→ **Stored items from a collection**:
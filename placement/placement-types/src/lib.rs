//! Core types for relational-placement validation.
//!
//! This crate provides the foundational vocabulary shared by the sensing,
//! simulation and validation layers:
//!
//! - [`RigidPose`] - position + unit-quaternion orientation, validated at
//!   construction
//! - [`convert_reference_frame`] - the single frame-conversion primitive
//!   every piece of placement geometry reduces to
//! - [`PointCloud`] / [`Aabb`] - fused observation geometry
//! - [`ObjectClass`] / [`ObjectRole`] / [`ObjectObservation`] - object
//!   identity and the immutable per-trial sensing snapshot
//! - [`ValidationConfig`] - pipeline configuration with stated defaults
//!
//! # Design Philosophy
//!
//! These types are **pure data and pure math**. They have no simulator
//! handles, no I/O, and no shared mutable state, so every geometric
//! decision in the pipeline can be tested without a physics engine
//! present.
//!
//! # Coordinate Conventions
//!
//! Right-handed, Z up. `compose(a, b) = a ∘ b` applies `b` within `a`'s
//! frame; the convention is fixed here and never swapped downstream.
//!
//! # Example
//!
//! ```
//! use placement_types::{convert_reference_frame, RigidPose};
//! use nalgebra::Point3;
//!
//! let child = RigidPose::from_position(Point3::new(0.0, 0.0, 0.1));
//! let same = convert_reference_frame(&child, &child, &child);
//! assert!((same.position.z - 0.1).abs() < 1e-12);
//! ```

#![cfg_attr(not(test), deny(clippy::unwrap_used, clippy::expect_used))]
#![warn(missing_docs)]
#![warn(clippy::all)]
#![warn(clippy::pedantic)]
#![allow(clippy::missing_const_for_fn, clippy::missing_errors_doc)]

mod cloud;
mod config;
mod error;
mod frames;
mod object;
mod pose;

pub use cloud::{Aabb, PointCloud};
pub use config::ValidationConfig;
pub use error::{PlacementError, Result};
pub use frames::convert_reference_frame;
pub use object::{
    LoadPoseType, MeshReference, ObjectClass, ObjectObservation, ObjectRole, PerRole, ScaleRange,
};
pub use pose::{RigidPose, UNIT_TOLERANCE};

// Re-export math types for convenience
pub use nalgebra::{Point3, UnitQuaternion, Vector3};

→ **Exercise**: Every entry needs to be copied again exactly.

→ **Answer to the exercise**:
filename placement/placement-types/src/lib.rs
//! Core types for relational-placement validation.
//!
//! This crate provides the foundational vocabulary shared by the sensing,
//! simulation and validation layers:
//!
//! - [`RigidPose`] - position + unit-quaternion orientation, validated at
//!   construction
//! - [`convert_reference_frame`] - the single frame-conversion primitive
//!   every piece of placement geometry reduces to
//! - [`PointCloud`] / [`Aabb`] - fused observation geometry
//! - [`ObjectClass`] / [`ObjectRole`] / [`ObjectObservation`] - object
//!   identity and the immutable per-trial sensing snapshot
//! - [`ValidationConfig`] - pipeline configuration with stated defaults
//!
//! # Design Philosophy
//!
//! These types are **pure data and pure math**. They have no simulator
//! handles, no I/O, and no shared mutable state, so every geometric
//! decision in the pipeline can be tested without a physics engine
//! present.
//!
//! # Coordinate Conventions
//!
//! Right-handed, Z up. `compose(a, b) = a ∘ b` applies `b` within `a`'s
//! frame; the convention is fixed here and never swapped downstream.
//!
//! # Example
//!
//! ```
//! use placement_types::{convert_reference_frame, RigidPose};
//! use nalgebra::Point3;
//!
//! let child = RigidPose::from_position(Point3::new(0.0, 0.0, 0.1));
//! let same = convert_reference_frame(&child, &child, &child);
//! assert!((same.position.z - 0.1).abs() < 1e-12);
//! ```

#![cfg_attr(not(test), deny(clippy::unwrap_used, clippy::expect_used))]
#![warn(missing_docs)]
#![warn(clippy::all)]
#![warn(clippy::pedantic)]
#![allow(clippy::missing_const_for_fn, clippy::missing_errors_doc)]

mod cloud;
mod config;
mod error;
mod frames;
mod object;
mod pose;

pub use cloud::{Aabb, PointCloud};
pub use config::ValidationConfig;
pub use error::{PlacementError, Result};
pub use frames::convert_reference_frame;
pub use object::{
    LoadPoseType, MeshReference, ObjectClass, ObjectObservation, ObjectRole, PerRole, ScaleRange,
};
pub use pose::{RigidPose, UNIT_TOLERANCE};

// Re-export math types for convenience
pub use nalgebra::{Point3, UnitQuaternion, Vector3};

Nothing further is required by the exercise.